Record excerpts: Begin

impl Supervisor {
    pub(crate) fn new(
        config: ClientConfig,
        dispatcher: Dispatcher,
        commands: mpsc::UnboundedReceiver<Command>,
        events_tx: mpsc::UnboundedSender<Event>,
        events: mpsc::UnboundedReceiver<Event>,
        status: Status,
        cancel: CancellationToken,
    ) -> Self {
        Self {
            outbox: Outbox::new(
                config.batch_window,
                config.max_batch_size,
                config.min_batch_interval,
            ),
            keepalive: KeepAlive::new(config.keepalive_interval, config.keepalive_max_misses),
            backoff: Backoff::new(
                config.backoff_floor,
                config.backoff_ceiling,
                config.stability_threshold,
            ),
            config,
            dispatcher,
            link: LinkState::Idle,
            ready: false,
            epoch: 0,
            commands,
            events_tx,
            events,
            status,
            cancel,
        }
    }

    pub(crate) async fn run(mut self) {
        self.begin_connect();

        let mut sweep = tokio::time::interval(self.config.sweep_interval);
        sweep.set_missed_tick_behavior(MissedTickBehavior::Delay);

        loop {
            let reconnect_at = match &self.link {
                LinkState::Waiting { until } => Some(*until),
                _ => None,
            };
            let flush_at = match &self.link {
                LinkState::Up { .. } => self.outbox.due_at(),
                _ => None,
            };
            let keepalive_at = self.keepalive.due_at();

            tokio::select! {
                biased;
                _ = self.cancel.cancelled() => break,
                Some(event) = self.events.recv() => self.handle_event(event),
                command = self.commands.recv() => match command {
                    Some(command) => self.handle_command(command),
                    None => {
                        tracing::debug!("All client handles dropped");
                        break;
                    }
                },
                _ = sweep.tick() => self.sweep(),
                _ = sleep_until_opt(reconnect_at) => self.begin_connect(),
                _ = sleep_until_opt(flush_at) => self.flush(),
                _ = sleep_until_opt(keepalive_at) => self.send_keepalive(),
            }
        }

        self.stop();
    }

    // ========== Connection lifecycle ==========

    fn begin_connect(&mut self) {
        self.epoch += 1;
        let epoch = self.epoch;
        self.link = LinkState::Connecting;
        self.set_state(ConnectionState::Connecting);

        let host = self.config.host.clone();
        let port = self.config.tcp_port;
        let limit = self.config.connect_timeout;
        let events = self.events_tx.clone();
        tokio::spawn(async move {
            let result = transport::connect(&host, port, limit).await;
            let _ = events.send(Event::Connected { epoch, result });
        });
    }

    fn on_connected(&mut self, epoch: u64, result: Result<tokio::net::TcpStream>) {
        if epoch != self.epoch || !matches!(self.link, LinkState::Connecting) {
            return;
        }

        match result {
            Ok(stream) => {
                let now = Instant::now();
                tracing::info!("TCP connection established to {}:{}", self.config.host, self.config.tcp_port);
                let transport = TcpTransport::spawn(stream, epoch, self.events_tx.clone());
                self.link = LinkState::Up {
                    transport,
                    since: now,
                };
                self.set_state(ConnectionState::Connected);
                self.outbox.hold_until(now + self.config.settle_delay);
                self.queue_replay(now);
            }
            Err(e) => {
                tracing::warn!("Failed to connect: {}", e);
                self.enter_backoff(None);
            }
        }
    }

    /// Re-send every subscription; the link counts as ready once this drains
    fn queue_replay(&mut self, now: Instant) {
        let entries = self.dispatcher.registry.replay_entries();
        tracing::info!("Replaying {} subscriptions", entries.len());

        for entry in &entries {
            self.outbox.push(Outgoing::Sub(entry.clone()), now);
        }
        if self.config.prime_on_subscribe {
            for entry in entries {
                self.outbox.push(Outgoing::Get { entry, waiter: None }, now);
            }
        }
        self.outbox.push(Outgoing::Ready, now);
    }

    fn link_lost(&mut self, reason: &str) {
        let uptime = match std::mem::replace(&mut self.link, LinkState::Idle) {
            LinkState::Up { transport, since } => {
                drop(transport);
                since.elapsed()
            }
            other => {
                self.link = other;
                return;
            }
        };

        tracing::warn!("Lost connection to AZM after {:?}: {}", uptime, reason);
        self.set_ready(false);
        self.keepalive.stop();
        let failed = self.abort_outstanding(Failure::ConnectionLost);
        if failed > 0 {
            tracing::info!("Failed {} outstanding requests", failed);
        }
        self.enter_backoff(Some(uptime));
    }

    fn enter_backoff(&mut self, uptime: Option<Duration>) {
        let delay = match uptime {
            Some(uptime) => self.backoff.link_lost(uptime),
            None => self.backoff.next_delay(),
        };
        tracing::info!("Reconnecting in {:?}", delay);
        self.link = LinkState::Waiting {
            until: Instant::now() + delay,
        };
        self.set_state(ConnectionState::Backoff);
    }

    fn stop(&mut self) {
        tracing::info!("Disconnected from AZM");
        self.link = LinkState::Idle;
        self.keepalive.stop();
        self.set_ready(false);
        self.abort_outstanding(Failure::Stopped);

        self.commands.close();
        while let Ok(command) = self.commands.try_recv() {
            match command {
                Command::Get { reply, .. } => {
                    let _ = reply.send(Err(AzmError::Stopped));
                }
                Command::Set { reply, .. } | Command::Bump { reply, .. } => {
                    let _ = reply.send(Err(AzmError::Stopped));
                }
                Command::Subscribe { .. } | Command::Unsubscribe { .. } => {}
            }
        }
        self.set_state(ConnectionState::Disconnected);
    }

    /// Fail pending and queued requests; returns how many were pending
    fn abort_outstanding(&mut self, failure: Failure) -> usize {
        let pending = self.dispatcher.pending.len();
        self.dispatcher.pending.fail_all(failure.clone());

        for item in self.outbox.drain() {
            match item {
                Outgoing::Get {
                    waiter: Some(tx), ..
                } => {
                    Waiter::Value(tx).fail(&failure);
                }
                Outgoing::Set { waiter, .. } | Outgoing::Bump { waiter, .. } => {
                    Waiter::Ack(waiter).fail(&failure);
                }
                // replay restores subscriptions on the next link
                _ => {}
            }
        }
        pending
    }

    // ========== Event handling ==========

    fn handle_event(&mut self, event: Event) {
        match event {
            Event::Connected { epoch, result } => self.on_connected(epoch, result),
            Event::Frame { link, message } => {
                if let Link::Tcp(epoch) = link {
                    if epoch != self.epoch {
                        tracing::trace!("Dropping frame from stale connection {}", epoch);
                        return;
                    }
                }
                let settled = self.dispatcher.dispatch(link, message, Instant::now());
                if settled.keepalive_acked {
                    self.keepalive.acked();
                }
            }
            Event::LinkDown { epoch, reason } => {
                if epoch == self.epoch {
                    self.link_lost(&reason);
                }
            }
        }
    }

    fn handle_command(&mut self, command: Command) {
        let now = Instant::now();
        match command {
            Command::Get {
                param,
                format,
                reply,
            } => {
                if !self.ready {
                    let _ = reply.send(Err(AzmError::NotConnected));
                    return;
                }
                let entry = ParamEntry::format_only(param, format);
                self.outbox.push(
                    Outgoing::Get {
                        entry,
                        waiter: Some(reply),
                    },
                    now,
                );
            }
            Command::Set { entry, reply } => {
                if !self.ready {
                    let _ = reply.send(Err(AzmError::NotConnected));
                    return;
                }
                self.outbox.push(Outgoing::Set { entry, waiter: reply }, now);
            }
            Command::Bump { entry, reply } => {
                if !self.ready {
                    let _ = reply.send(Err(AzmError::NotConnected));
                    return;
                }
                self.outbox.push(Outgoing::Bump { entry, waiter: reply }, now);
            }
            Command::Subscribe {
                handle,
                param,
                format,
                delivery,
                sink,
            } => {
                if let Some(cached) = self.dispatcher.cache().read(&param) {
                    if cached.format == format {
                        let _ = sink.send(ParameterUpdate {
                            param: param.clone(),
                            format,
                            value: cached.value,
                        });
                    }
                }

                let first =
                    self.dispatcher
                        .registry
                        .subscribe(handle, param.clone(), format, delivery, sink);
                tracing::debug!(
                    "Subscribed to {} ({}), {} references",
                    param,
                    format,
                    self.dispatcher.registry.references(&param, format)
                );

                if first && matches!(self.link, LinkState::Up { .. }) {
                    let entry = ParamEntry::format_only(param, format);
                    self.outbox.push(Outgoing::Sub(entry.clone()), now);
                    if self.config.prime_on_subscribe {
                        self.outbox.push(Outgoing::Get { entry, waiter: None }, now);
                    }
                }
            }
            Command::Unsubscribe { handle } => {
                if let Some(entry) = self.dispatcher.registry.unsubscribe(handle) {
                    tracing::debug!("Unsubscribed from {} ({})", entry.param, entry.format);
                    if matches!(self.link, LinkState::Up { .. }) {
                        self.outbox.push(Outgoing::Unsub(entry), now);
                    }
                }
            }
        }
    }

    // ========== Timers ==========

    fn sweep(&mut self) {
        if self.dispatcher.pending.is_empty() {
            return;
        }
        let settled = self.dispatcher.pending.expire(Instant::now());
        if settled.resolved > 0 {
            tracing::debug!("{} requests timed out", settled.resolved);
        }
        if settled.keepalive_missed {
            tracing::warn!("Keep-alive timed out");
            if self.keepalive.missed() {
                self.link_lost("keep-alive timed out");
            }
        }
    }

    fn flush(&mut self) {
        let now = Instant::now();
        let LinkState::Up { transport, .. } = &self.link else {
            return;
        };
        let Some(batch) = self.outbox.pop_batch(now) else {
            return;
        };

        let (method, items) = match batch {
            Batch::Ready => {
                self.set_ready(true);
                self.keepalive.start(now);
                tracing::info!(
                    "AZM ready with {} subscriptions",
                    self.dispatcher.registry.len()
                );
                return;
            }
            Batch::Wire { method, items } => (method, items),
        };

        let timeout = self.config.request_timeout;
        let mut entries = Vec::with_capacity(items.len());
        let mut acks = Vec::new();
        for item in items {
            match item {
                Outgoing::Sub(entry) | Outgoing::Unsub(entry) => entries.push(entry),
                Outgoing::Get { entry, waiter } => {
                    if let Some(tx) = waiter {
                        self.dispatcher.pending.issue(
                            Expect::Value {
                                param: entry.param.clone(),
                                format: entry.format,
                            },
                            vec![Waiter::Value(tx)],
                            now,
                            timeout,
                        );
                    }
                    entries.push(entry);
                }
                Outgoing::Set { entry, waiter } | Outgoing::Bump { entry, waiter } => {
                    acks.push(Waiter::Ack(waiter));
                    entries.push(entry);
                }
                Outgoing::Ready => {}
            }
        }

        let mut request = Request::new(method, Params::from_entries(entries));
        if !acks.is_empty() {
            let id = self.dispatcher.pending.issue(Expect::Ack, acks, now, timeout);
            request = request.with_id(id);
        }
        transport.send(request);
        tracing::trace!("{} requests still queued", self.outbox.len());
    }

    fn send_keepalive(&mut self) {
        let now = Instant::now();
        let LinkState::Up { transport, .. } = &self.link else {
            self.keepalive.stop();
            return;
        };

        let id = self.dispatcher.pending.issue(
            Expect::KeepAlive,
            vec![Waiter::KeepAlive],
            now,
            self.config.request_timeout,
        );
        let request = Request::new(
            Method::Get,
            Params::Single(ParamEntry::format_only(KEEPALIVE_PARAM, FormatTag::Str)),
        )
        .with_id(id);
        transport.send(request);
        self.keepalive.sent(now);
        tracing::debug!("Sent keep-alive {}", id);
    }

    // ========== Status ==========

    fn set_state(&self, state: ConnectionState) {
        if *self.status.state.borrow() == state {
            return;
        }
        tracing::debug!("Connection state: {}", state);
        self.status.state.send_replace(state);
        let _ = self.status.transitions.send(state);
    }

    fn set_ready(&mut self, ready: bool) {
        self.ready = ready;
        self.status.ready.send_replace(ready);
    }
}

Record excerpts: End

▶ [Directions for this task]: Your answer should be each line of the data that contains the word "result", copied as it stands.

▶ [Final answer]:
            let result = transport::connect(&host, port, limit).await;
            let _ = events.send(Event::Connected { epoch, result });
    fn on_connected(&mut self, epoch: u64, result: Result<tokio::net::TcpStream>) {
        match result {
            Event::Connected { epoch, result } => self.on_connected(epoch, result),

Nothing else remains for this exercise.